Vegetation peaked out from above the especially high tide—a sign to Halsing that the buffer is working, slowing and absorbing one of the highest tides of the year. 

“Nature-based solutions can be more cost effective,” says Hasling, whereas seawalls can have adverse effects on neighboring communities. Studies have shown that building seawalls in one area can simply transfer the rising waters elsewhere, as waves reflect off the concrete and get amplified onto nearby communities.

However, when sea level rise exceeds the marsh’s capacity to absorb water, coastal communities may decide that seawalls are necessary to protect themselves. Both seawalls and tidal marshes have their limitations, but Halsing says they can work together to mitigate their weaknesses: He says marshes can act as a buffer between seawalls and the bay, reducing the force of the water rushing toward them and making it less likely that those walls degrade over time.

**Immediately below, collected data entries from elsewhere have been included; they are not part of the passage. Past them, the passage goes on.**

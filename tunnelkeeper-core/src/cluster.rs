//! Cluster collaborator seam.
//!
//! Everything that talks to the login tool or the cluster API goes through
//! [`ClusterClient`]. Calls may block for a long time; they are only ever awaited
//! inside background tasks.

use std::collections::BTreeMap;

use async_trait::async_trait;
use thiserror::Error;

use crate::model::{CLUSTER_SEPARATOR, qualify_secondary};

#[derive(Clone, Debug, Default, PartialEq, Eq)]
pub struct LoginOutput {
    pub stdout: String,
    pub stderr: String,
}

#[derive(Clone, Copy, Debug, Default, PartialEq, Eq)]
pub struct NodeCounts {
    pub ready: u32,
    pub total: u32,
}

#[derive(Debug, Error)]
pub enum ClientError {
    #[error("{operation} timed out after {secs}s")]
    Timeout { operation: &'static str, secs: u64 },
    #[error("failed to run {program}: {source}")]
    Spawn {
        program: String,
        #[source]
        source: std::io::Error,
    },
    #[error("{program} exited with {code:?}: {stderr}")]
    Failed {
        program: String,
        code: Option<i32>,
        stderr: String,
    },
    #[error("unexpected output from {program}: {reason}")]
    Parse { program: String, reason: String },
}

/// Clusters known to the login tool, used only for input completion.
#[derive(Clone, Debug, Default, PartialEq, Eq)]
pub struct ClusterCatalog {
    pub primaries: Vec<String>,
    pub secondaries: BTreeMap<String, Vec<String>>,
}

impl ClusterCatalog {
    /// Builds a catalog from flat cluster names: a name that is some other name
    /// followed by the separator is filed as that name's secondary.
    pub fn from_names<I, S>(names: I) -> Self
    where
        I: IntoIterator<Item = S>,
        S: Into<String>,
    {
        let mut names: Vec<String> = names.into_iter().map(Into::into).collect();
        names.sort();
        names.dedup();

        let mut catalog = ClusterCatalog::default();
        for name in &names {
            let parent = names
                .iter()
                .filter(|p| *p != name && qualify_secondary(p, name) == *name)
                .max_by_key(|p| p.len());
            match parent {
                Some(parent) => {
                    let child = name[parent.len() + CLUSTER_SEPARATOR.len()..].to_string();
                    catalog
                        .secondaries
                        .entry(parent.clone())
                        .or_default()
                        .push(child);
                }
                None => catalog.primaries.push(name.clone()),
            }
        }
        catalog
    }

    pub fn secondaries_of(&self, primary: &str) -> &[String] {
        self.secondaries
            .get(primary)
            .map(Vec::as_slice)
            .unwrap_or(&[])
    }

    /// Splits a fully qualified cluster name into a (primary, secondary) pair.
    pub fn resolve(&self, cluster: &str) -> Option<(String, Option<String>)> {
        if self.primaries.iter().any(|p| p == cluster) {
            return Some((cluster.to_string(), None));
        }
        self.secondaries.iter().find_map(|(primary, children)| {
            children
                .iter()
                .find(|child| qualify_secondary(primary, child) == cluster)
                .map(|child| (primary.clone(), Some(child.clone())))
        })
    }
}

/// Completes `prefix` against `candidates`.
///
/// A unique match completes fully; several matches complete to their longest
/// common prefix. Returns `None` when nothing would change.
pub fn complete(prefix: &str, candidates: &[String]) -> Option<String> {
    let matches: Vec<&String> = candidates
        .iter()
        .filter(|c| c.starts_with(prefix))
        .collect();
    let first = matches.first()?;

    let common = matches.iter().skip(1).fold(first.as_str(), |acc, c| {
        let len = acc
            .char_indices()
            .zip(c.chars())
            .take_while(|((_, a), b)| a == b)
            .last()
            .map(|((i, a), _)| i + a.len_utf8())
            .unwrap_or(0);
        &acc[..len]
    });

    (common.len() > prefix.len()).then(|| common.to_string())
}

#[async_trait]
pub trait ClusterClient: Send + Sync {
    async fn authenticate(&self, cluster: &str) -> Result<LoginOutput, ClientError>;

    async fn switch_context(&self, context: &str) -> Result<(), ClientError>;

    async fn active_context(&self) -> Result<String, ClientError>;

    async fn node_readiness(&self, context: &str) -> Result<NodeCounts, ClientError>;

    async fn list_clusters(&self) -> Result<ClusterCatalog, ClientError>;
}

Many of the Bay Area’s lowest-income communities are located along the shores in areas prone to flooding. “In a way, [those communities] are the ones that will receive the greatest amount of protection from having marshes,” Halsing says. Like Marina, cities with increased flood protection risk “climate gentrification,” particularly in the Bay Area, where multibillion-dollar tech companies have built campuses on flood-prone ground and are likely to seek shelter in the near future.  

As enthused as he is about the restored marshland and its potential, Halsing is conscious of its limitations. “This is not like a magic bullet against all of the problems,” he says. 

Halsing looked out at the widened tidal channel and a footbridge that during the high tide is only a few feet from being underwater. “If the sea level rise is high enough, the marshes will all be drowned,” he says, warily. At that point, the marsh restoration “won’t matter.” Still, he says, the project buys the Bay Area some more time to figure out an alternative plan. 

California’s piecemeal approach to sea level rise poses some notable risks—like climate gentrification and increased flooding for towns without seawalls that border towns with seawalls. As far as state-wide coordination goes, “there's definitely a lot of room to improve,” Barnard says. The California Coastal Commission is the saving grace, he says; it is tasked with approving every city’s sea level rise adaptation plan. The commission reviews each plan to ensure its policies are in alignment with the Coastal Act, one of California’s main coastal management laws that seek to protect the coast and mitigate the effects of sea level rise. Barnard says that the commission can also alert communities to what neighboring cities' plans are and how they might be affected. 

Despite the issues that California’s patchwork of solutions present, the reality is that cities along the coast each face a unique set of circumstances. Managed retreat, though feasible in Marina, would not be possible in the same way—never mind embraced—in a city with more coastal development. Likewise, the South Bay’s wetland restoration is possible due to the region’s salt-producing past and the local communities’ desire to protect what’s been built there.

Still, common value runs through these varied responses. The decision to fight, in the Bay Area, and conversely, the decision to flee, in Marina, both stem from peoples' deep attachment to the coast and a desire to hold onto what they love in our fast-changing, ever-evolving climate.